6

I'm setting up a Jenkins server, to run under Tomcat behind Apache. I'm using virtual hosts with SSL using SNI so I can access it at https://jenkins.example.com, and serve something else on, say, http://www.example.com.

I've got it up and running, but when I click "Manage Jenkins", it tells me It appears your reverse proxy setup is broken.

Note that I'm using a self-signed SSL certificate, and jenkins.example.com is not the default virtual hosts.

The relevant apache config looks like this: 

<VirtualHost *:80>
        ServerName jenkins.example.com
        Redirect / https://jenkins.example.com/
</VirtualHost>

<VirtualHost *:443>
  ServerName jenkins.example.com

  SSLEngine on

  SSLCertificateFile    /etc/ssl/certs/jenkins.example.com.crt
  SSLCertificateKeyFile /etc/ssl/private/jenkins.example.com.key

  <Location />
     AuthType Digest
     AuthName "Jenkins"
     AuthUserFile "/etc/htpasswords"
     Require valid-user
   </Location>

   ProxyRequests     Off
   ProxyPreserveHost On

   <Proxy http://localhost:8080*>
     Order deny,allow
       Allow from all
   </Proxy>

   ProxyPass         /  http://localhost:8080/
   ProxyPassReverse  /  http://localhost:8080/
   ProxyPassReverse  /  https://jenkins.example.com

</VirtualHost>

If I do:

curl --user "username:password" --digest -k https://jenkins.example.com/administrativeMonitor/hudson.diagnosis.ReverseProxySetupMonitor/test -L

Then I see the output:

<div/>

If I run wget with debug, then I see at that some point wget gets a pointer to http instead of https, not sure why that's happening or if it's related, but it does redirect properly:

---response begin---
HTTP/1.1 302 Moved Temporarily
Date: Tue, 17 Jan 2012 19:47:16 GMT
Server: Apache-Coyote/1.1
Location: http://jenkins.example.com/administrativeMonitor/hudson.diagnosis.ReverseProxySetupMonitor/test-for-reverse-proxy-setup
Content-Length: 0
Keep-Alive: timeout=15, max=99
Connection: Keep-Alive
Content-Type: text/plain

I'm running on Ubuntu 11.04, Apache 2.2.17, Tomcat 6.0.28, Jenkins 1.448.

Lorin Hochstein
  • 4,868
  • 15
  • 54
  • 72

3 Answers3

6

The one issue that I see with your config is that:

ProxyPassReverse  /  https://jenkins.example.com

Should be:

ProxyPassReverse  /  https://jenkins.example.com/

Seems like the service is sending http:// instead of https:// location headers (probably because your connection to its listener from Apache is unencrypted on the localhost listener), in which case you'll need to add:

ProxyPassReverse  /  http://jenkins.example.com/

So, what's probably occurring currently is the API call is failing because it gets an http:// address in the Location: header of the redirect (which is missed for un-translation in the ProxyPassReverse because it's not http).

It sends the request to that location and gets another redirect response, from your <VirtualHost *:80>. Their validity checker knows that ain't right and errors, while curl follows one more redirect and gets a valid response.

Add the ProxyPassReverse for http:// above and this should correct the issue, if I'm right.

Shane Madden
  • 112,982
  • 12
  • 174
  • 248
  • 1
    Even after following all these suggestions, I still got the *It appears your reverse proxy setup is broken* message.
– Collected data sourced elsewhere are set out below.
//! 采集流水线：周期轮询 → 校验 → 阈值判定 → 落库。
//!
//! 一个周期内：
//! 1. 刷新设备/表计配置（失败沿用上次配置）与阈值缓存（过期才重载）
//! 2. 每台启用设备一个任务并行采集，全部 join 后汇总
//! 3. 原始读数逐条校验，同时对原始读数做阈值判定
//! 4. 读数、控制器状态、越限与通信故障事件打成一个 `CycleBatch` 交给 `ReadingSink::save_cycle`，
//!    整批提交或整批放弃
//!
//! 周期内不做任何持久化，直到第 4 步。

mod scheduler;
mod sink;
mod source;

pub use scheduler::{CycleReport, PollingScheduler, SchedulerConfig, SchedulerState};
pub use sink::{ReadingSink, StorageSink};
pub use source::{EquipmentSource, SiteInventory, StorageEquipmentSource};

/// Pipeline 处理错误。
#[derive(Debug, thiserror::Error)]
pub enum PipelineError {
    #[error("config source error: {0}")]
    Source(String),
    #[error("sink error: {0}")]
    Sink(String),
}
//! 寄存器编解码
//!
//! 两个 16 位寄存器按大端拼接为 IEEE-754 单精度浮点，再按参数除以十进制系数，
//! 最后按表计互感器变比放大。纯函数，无 I/O。

use crate::error::ProtocolError;
use crate::register_map::RegisterPoint;
use domain::{Measurements, Meter, Parameter};

/// `(hi << 16) | lo` 按大端解释为 f32。
pub fn decode_f32(hi: u16, lo: u16) -> f32 {
    let bits = ((hi as u32) << 16) | lo as u32;
    f32::from_bits(bits)
}

/// `decode_f32` 的逆运算，返回 `[hi, lo]`。
pub fn encode_f32(value: f32) -> [u16; 2] {
    let bits = value.to_bits();
    [(bits >> 16) as u16, (bits & 0xFFFF) as u16]
}

/// 按寄存器点定义解码一个物理量。
pub fn decode_point(words: &[u16], point: &RegisterPoint) -> Result<f64, ProtocolError> {
    if words.len() < 2 {
        return Err(ProtocolError::DataParse(format!(
            "need 2 registers for {}, got {}",
            point.parameter,
            words.len()
        )));
    }
    let raw = decode_f32(words[0], words[1]) as f64;
    Ok(raw / point.divisor())
}

/// 变比为 1.0 时原样返回。
pub fn apply_ratio(value: f64, ratio: f64) -> f64 {
    if ratio != 1.0 { value * ratio } else { value }
}

/// 参数对应的变比：电流乘 CT，电压乘 VT，有功/无功/视在功率乘两者之积。
pub fn ratio_for(parameter: Parameter, meter: &Meter) -> f64 {
    match parameter {
        Parameter::CurrentL1 | Parameter::CurrentL2 | Parameter::CurrentL3 => meter.current_ratio,
        Parameter::VoltageL1 | Parameter::VoltageL2 | Parameter::VoltageL3 => meter.voltage_ratio,
        Parameter::ActivePower | Parameter::ReactivePower | Parameter::ApparentPower => {
            meter.current_ratio * meter.voltage_ratio
        }
        Parameter::PowerFactor | Parameter::Frequency => 1.0,
    }
}

/// 将一组解码值按表计变比换算为一次侧值。
pub fn scale_for_meter(values: &Measurements, meter: &Meter) -> Measurements {
    let mut scaled = values.clone();
    for (parameter, value) in values.present() {
        scaled.set(parameter, Some(apply_ratio(value, ratio_for(parameter, meter))));
    }
    scaled
}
The final step that was missing was adding to the `` part a `RequestHeader set X-Forwarded-Proto "http"` ... and to the `` part a `RequestHeader set X-Forwarded-Proto "https"`. Now, finally, the *broken* message is gone. – Abdull Feb 17 '16 at 18:52
2

If you use Apache as reverse proxy, it needs to be at least 2.2.18 and set the option AllowEncodedSlashes NoDecode (earlier versions only have values On and Off, both of which are wrong); as well as nocanon in the ProxyPass directive.

Both need to be set within the VirtualHost, as AllowEncodedSlashes isn't inherited.

<VirtualHost *:80>
        AllowEncodedSlashes NoDecode
        ServerName build.example.org
        ProxyPass         /  http://localhost:8080/ nocanon
        ProxyPassReverse  /  http://localhost:8080/
        ProxyRequests     Off
</VirtualHost>
Anil
  • 262
  • 2
  • 4
  • 15
0

via https://stackoverflow.com/a/33179008/923560:

Make sure the Jenkins URL configured in the System Configuration matches the URL you're using to access Jenkins.

To reach the System Configuration:

  1. Go to your Jenkins page
  2. Click Manage Jenkins
  3. Click Configure System
  4. Scroll to Jenkins Location and find Jenkins URL.

Ensure that port value matches with the port value set in the <arguments> section of the jenkins.xml file located in the Jenkins folder on your machine.

Community
  • 1
Abdull
  • 159
  • 1
  • 13